= Earth Platinum =

World's largest atlas

Earth Platinum, published by Millennium House in 2012, is the world's largest atlas at 6 × 4.5 ft. It surpasses the famous Klencke Atlas at the British Library, which held the record of the world's largest atlas since 1660.

==The atlas==
Earth Platinum weighs 150 kg and has 128 pages, each of which is so large it takes two hands (or people) to turn a page. The book is a mixture of maps and gigapixel photography. The maps include large orthographic maps of each continent (showing political and physical features), maps of the oceans, (including shipwreck locations) and poles, as well as very detailed regional maps. The book also includes a double-page 6 feet x 9 feet layout of the world's flags. Among its many spectacular images, Earth Platinum contains the world's largest image in a book, a photo of the Shanghai skyline. This image size is 272 gigapixels and made up of more than 12 thousand images tiled together.
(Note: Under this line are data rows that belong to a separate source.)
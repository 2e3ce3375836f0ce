//! Pipeline orchestrator implementation.
//!
//! Mandatory stages run in order and any failure ends the run:
//! session init, image download, preprocessing, 3D generation. Once the
//! preview video is stored the response is committed and mesh extraction
//! continues as a [`MeshExtraction`] with its own error boundary.

use std::future::Future;
use std::path::{Path, PathBuf};
use std::sync::Arc;
use std::time::{Duration, Instant};

use chrono::Utc;
use tracing::{debug, error, info, warn};
use uuid::Uuid;

use crate::config::{Config, ExtractionConfig, GenerationConfig};
use crate::inference::{InferenceClient, RemoteCall, RemoteOutput, Session};
use crate::metrics::{MESH_EXTRACTIONS, PIPELINE_RUNS, STAGE_DURATION, UPLOADS_TOTAL};
use crate::retry::{retry_with_backoff, RetryPolicy};
use crate::source::{FetchError, ImageSource};
use crate::storage::{artifact_key, BlobStore, StorageError};
use crate::temp::TempFiles;

use super::error::PipelineError;
use super::types::{
    mesh_artifact_name, ArtifactUrls, MeshOutcome, ProcessRequest, Stage, VideoReady,
};

const PREPROCESSED_ARTIFACT: &str = "preprocessed.png";
const VIDEO_ARTIFACT: &str = "preview.mp4";

/// Values of the `artifact` label on upload metrics.
const IMAGE_KIND: &str = "image";
const VIDEO_KIND: &str = "video";
const MESH_KIND: &str = "mesh";

/// Per-stage bounds for remote calls.
#[derive(Debug, Clone)]
struct StageTimeouts {
    preprocess: Duration,
    generate: Duration,
    extract: Duration,
}

/// Outcome of the mandatory stages: the response to send, and the
/// best-effort work still owed.
pub struct Committed {
    pub response: VideoReady,
    /// Artifacts stored so far (`mesh_urls` is always empty here).
    pub artifacts: ArtifactUrls,
    pub continuation: MeshExtraction,
}

/// Drives one request through the remote service and into blob storage.
pub struct Orchestrator {
    inference: Arc<dyn InferenceClient>,
    store: Arc<dyn BlobStore>,
    source: Arc<dyn ImageSource>,
    scratch_dir: PathBuf,
    download_timeout: Duration,
    session_settle: Duration,
    timeouts: StageTimeouts,
    generation: GenerationConfig,
    extraction: ExtractionConfig,
    retry: RetryPolicy,
}

impl Orchestrator {
    /// Create a new orchestrator.
    pub fn new(
        config: &Config,
        inference: Arc<dyn InferenceClient>,
        store: Arc<dyn BlobStore>,
        source: Arc<dyn ImageSource>,
    ) -> Self {
        Self {
            inference,
            store,
            source,
            scratch_dir: config.download.scratch_dir.clone(),
            download_timeout: Duration::from_secs(config.download.timeout_secs),
            session_settle: Duration::from_millis(config.inference.session_settle_ms),
            timeouts: StageTimeouts {
                preprocess: Duration::from_secs(config.inference.preprocess_timeout_secs),
                generate: Duration::from_secs(config.inference.generate_timeout_secs),
                extract: Duration::from_secs(config.inference.extract_timeout_secs),
            },
            generation: config.generation.clone(),
            extraction: config.extraction.clone(),
            retry: RetryPolicy::from(&config.retry),
        }
    }

    /// Run the mandatory stages for `request`.
    ///
    /// On failure every temporary file created so far is removed before the
    /// error is returned. On success the temporary files travel with the
    /// returned continuation.
    pub async fn run(&self, request: &ProcessRequest) -> Result<Committed, PipelineError> {
        let timestamp = Utc::now().timestamp_millis();
        let mut temp = TempFiles::new();

        info!(
            "Processing image for user {} (timestamp {}): {}",
            request.user_id, timestamp, request.image_url
        );

        match self.run_mandatory(request, timestamp, &mut temp).await {
            Ok((session, artifacts)) => {
                PIPELINE_RUNS.with_label_values(&["video_ready"]).inc();
                info!(
                    "Video ready for user {} (timestamp {}): {}",
                    request.user_id, timestamp, artifacts.video_url
                );

                Ok(Committed {
                    response: VideoReady::new(
                        artifacts.video_url.clone(),
                        timestamp,
                        request.user_id.clone(),
                    ),
                    artifacts,
                    continuation: MeshExtraction {
                        inference: Arc::clone(&self.inference),
                        store: Arc::clone(&self.store),
                        retry: self.retry.clone(),
                        session,
                        settings: self.extraction.clone(),
                        timeout: self.timeouts.extract,
                        user_id: request.user_id.clone(),
                        timestamp,
                        temp,
                    },
                })
            }
            Err(e) => {
                PIPELINE_RUNS.with_label_values(&["failed"]).inc();
                error!(
                    "Pipeline failed for user {} (timestamp {}): {} [{}]",
                    request.user_id,
                    timestamp,
                    e,
                    e.kind()
                );
                let report = temp.sweep();
                debug!(
                    "Cleanup after failure: {} removed, {} missing, {} failed",
                    report.removed,
                    report.missing,
                    report.failed.len()
                );
                Err(e)
            }
        }
    }

    async fn run_mandatory(
        &self,
        request: &ProcessRequest,
        timestamp: i64,
        temp: &mut TempFiles,
    ) -> Result<(Session, ArtifactUrls), PipelineError> {
        let session = timed(Stage::SessionInit, self.inference.start_session())
            .await
            .map_err(PipelineError::Session)?;
        info!("Session {} opened on {}", session.hash, self.inference.name());
        if !self.session_settle.is_zero() {
            tokio::time::sleep(self.session_settle).await;
        }

        let image = self
            .download_image(&request.image_url, timestamp, temp)
            .await?;

        let preprocessed_image_url = self
            .preprocess(&session, &image, request, timestamp, temp)
            .await?;

        let video_url = self
            .generate(&session, &image, request, timestamp, temp)
            .await?;

        Ok((
            session,
            ArtifactUrls {
                preprocessed_image_url,
                video_url,
                mesh_urls: Vec::new(),
            },
        ))
    }

    async fn download_image(
        &self,
        url: &str,
        timestamp: i64,
        temp: &mut TempFiles,
    ) -> Result<PathBuf, PipelineError> {
        tokio::fs::create_dir_all(&self.scratch_dir).await?;
        let path = self.scratch_dir.join(format!(
            "temp_image_{}_{}.png",
            timestamp,
            Uuid::new_v4().simple()
        ));
        temp.register(&path);

        // The bound covers every attempt and the backoff between them.
        let attempts =
            retry_with_backoff(&self.retry, "Image download", FetchError::is_retryable, || {
                self.source.fetch_to(url, &path)
            });
        let bytes = timed(Stage::Download, async {
            match tokio::time::timeout(self.download_timeout, attempts).await {
                Ok(result) => result,
                Err(_) => Err(FetchError::Timeout {
                    url: url.to_string(),
                }),
            }
        })
        .await?;

        info!("Downloaded {} bytes from {}", bytes, url);
        Ok(path)
    }

    async fn preprocess(
        &self,
        session: &Session,
        image: &Path,
        request: &ProcessRequest,
        timestamp: i64,
        temp: &mut TempFiles,
    ) -> Result<String, PipelineError> {
        let output = timed(
            Stage::Preprocess,
            self.inference.predict(
                session,
                RemoteCall::preprocess_image(image),
                self.timeouts.preprocess,
            ),
        )
        .await
        .map_err(PipelineError::Preprocess)?;
        register_outputs(&output, temp);

        let processed = output.first_path().ok_or(PipelineError::MissingOutput {
            stage: Stage::Preprocess,
            expected: "image",
        })?;

        let key = artifact_key(&request.user_id, timestamp, PREPROCESSED_ARTIFACT);
        let url = upload_artifact(self.store.as_ref(), &self.retry, processed, &key, IMAGE_KIND)
            .await
            .map_err(|e| PipelineError::upload(PREPROCESSED_ARTIFACT, e))?;
        info!("Preprocessed image stored at {}", url);
        Ok(url)
    }

    /// Generation works from the original download, not the preprocessed
    /// image.
    async fn generate(
        &self,
        session: &Session,
        image: &Path,
        request: &ProcessRequest,
        timestamp: i64,
        temp: &mut TempFiles,
    ) -> Result<String, PipelineError> {
        let output = timed(
            Stage::Generate,
            self.inference.predict(
                session,
                RemoteCall::image_to_3d(image, &self.generation),
                self.timeouts.generate,
            ),
        )
        .await
        .map_err(PipelineError::Generate)?;
        register_outputs(&output, temp);

        let video = output
            .field("video")
            .or_else(|| output.first_path())
            .ok_or(PipelineError::MissingOutput {
                stage: Stage::Generate,
                expected: "video",
            })?;

        let key = artifact_key(&request.user_id, timestamp, VIDEO_ARTIFACT);
        let url = upload_artifact(self.store.as_ref(), &self.retry, video, &key, VIDEO_KIND)
            .await
            .map_err(|e| PipelineError::upload(VIDEO_ARTIFACT, e))?;
        info!("Preview video stored at {}", url);
        Ok(url)
    }
}

/// Best-effort mesh extraction, owed after the response is committed.
///
/// Owns the session and every temporary file of the request. [`run`]
/// never fails: errors are logged and reported as [`MeshOutcome::Failed`],
/// and the temporary files are removed either way.
///
/// [`run`]: MeshExtraction::run
pub struct MeshExtraction {
    inference: Arc<dyn InferenceClient>,
    store: Arc<dyn BlobStore>,
    retry: RetryPolicy,
    session: Session,
    settings: ExtractionConfig,
    timeout: Duration,
    user_id: String,
    timestamp: i64,
    temp: TempFiles,
}

impl MeshExtraction {
    /// Temporary files still owned by this request.
    pub fn temp_paths(&self) -> &[PathBuf] {
        self.temp.paths()
    }

    /// Extract and upload the meshes, then clean up.
    pub async fn run(mut self) -> MeshOutcome {
        let outcome = match self.extract().await {
            Ok(urls) => {
                MESH_EXTRACTIONS.with_label_values(&["ready"]).inc();
                info!(
                    "Stored {} mesh(es) for user {} (timestamp {})",
                    urls.len(),
                    self.user_id,
                    self.timestamp
                );
                MeshOutcome::Ready(urls)
            }
            Err(e) => {
                MESH_EXTRACTIONS.with_label_values(&["failed"]).inc();
                warn!(
                    "GLB extraction failed for user {} (timestamp {}): {}",
                    self.user_id, self.timestamp, e
                );
                MeshOutcome::Failed(e.to_string())
            }
        };

        let report = self.temp.sweep();
        debug!(
            "Cleanup for timestamp {}: {} removed, {} missing, {} failed",
            self.timestamp,
            report.removed,
            report.missing,
            report.failed.len()
        );

        outcome
    }

    async fn extract(&mut self) -> Result<Vec<String>, PipelineError> {
        let output = timed(
            Stage::ExtractMesh,
            self.inference.predict(
                &self.session,
                RemoteCall::extract_glb(&self.settings),
                self.timeout,
            ),
        )
        .await
        .map_err(PipelineError::ExtractMesh)?;
        register_outputs(&output, &mut self.temp);

        let meshes = output.paths();
        if meshes.is_empty() {
            warn!("GLB extraction returned no files");
        }

        let mut urls = Vec::with_capacity(meshes.len());
        for (index, mesh) in meshes.iter().enumerate() {
            let artifact = mesh_artifact_name(index, meshes.len());
            let key = artifact_key(&self.user_id, self.timestamp, &artifact);
            let url = upload_artifact(self.store.as_ref(), &self.retry, mesh, &key, MESH_KIND)
                .await
                .map_err(|e| PipelineError::upload(artifact.clone(), e))?;
            urls.push(url);
        }

        Ok(urls)
    }
}

/// Takes ownership of every file a remote call saved locally.
fn register_outputs(output: &RemoteOutput, temp: &mut TempFiles) {
    for path in output.paths() {
        temp.register(path);
    }
}

/// Upload one artifact, retrying transient storage failures.
/// `kind` labels the upload metrics.
async fn upload_artifact(
    store: &dyn BlobStore,
    retry: &RetryPolicy,
    path: &Path,
    key: &str,
    kind: &'static str,
) -> Result<String, StorageError> {
    let label = format!("Upload of {}", key);
    let result = retry_with_backoff(retry, &label, StorageError::is_retryable, || {
        store.upload(path, key)
    })
    .await;

    let status = if result.is_ok() { "success" } else { "error" };
    UPLOADS_TOTAL.with_label_values(&[kind, status]).inc();
    result
}

/// Await `future`, recording its duration under `stage`.
async fn timed<T, E, F>(stage: Stage, future: F) -> Result<T, E>
where
    F: Future<Output = Result<T, E>>,
{
    let started = Instant::now();
    let result = future.await;
    let status = if result.is_ok() { "success" } else { "error" };
    STAGE_DURATION
        .with_label_values(&[stage.as_str(), status])
        .observe(started.elapsed().as_secs_f64());
    result
}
Libraries which hold a copy of the atlas include the National Library of New Zealand, Wellington and the State Library of New South Wales, Sydney, Australia.

== Production ==
The atlas was conceived by Australian publisher Gordon Cheers and published in Australia, with the help of a team of over 88 cartographers from around the world. The atlas was printed in Italy and hand-bound in Hong Kong; the cartography was co-ordinated by a company in New Zealand.

Published 20 February 2012, Earth Platinum follows publication of the "smaller" Earth Blue and Earth Gold, both 2 ft x 18 inch, 30 kg, and both limited editions. Earth Platinum is priced at ; only 31 copies were printed.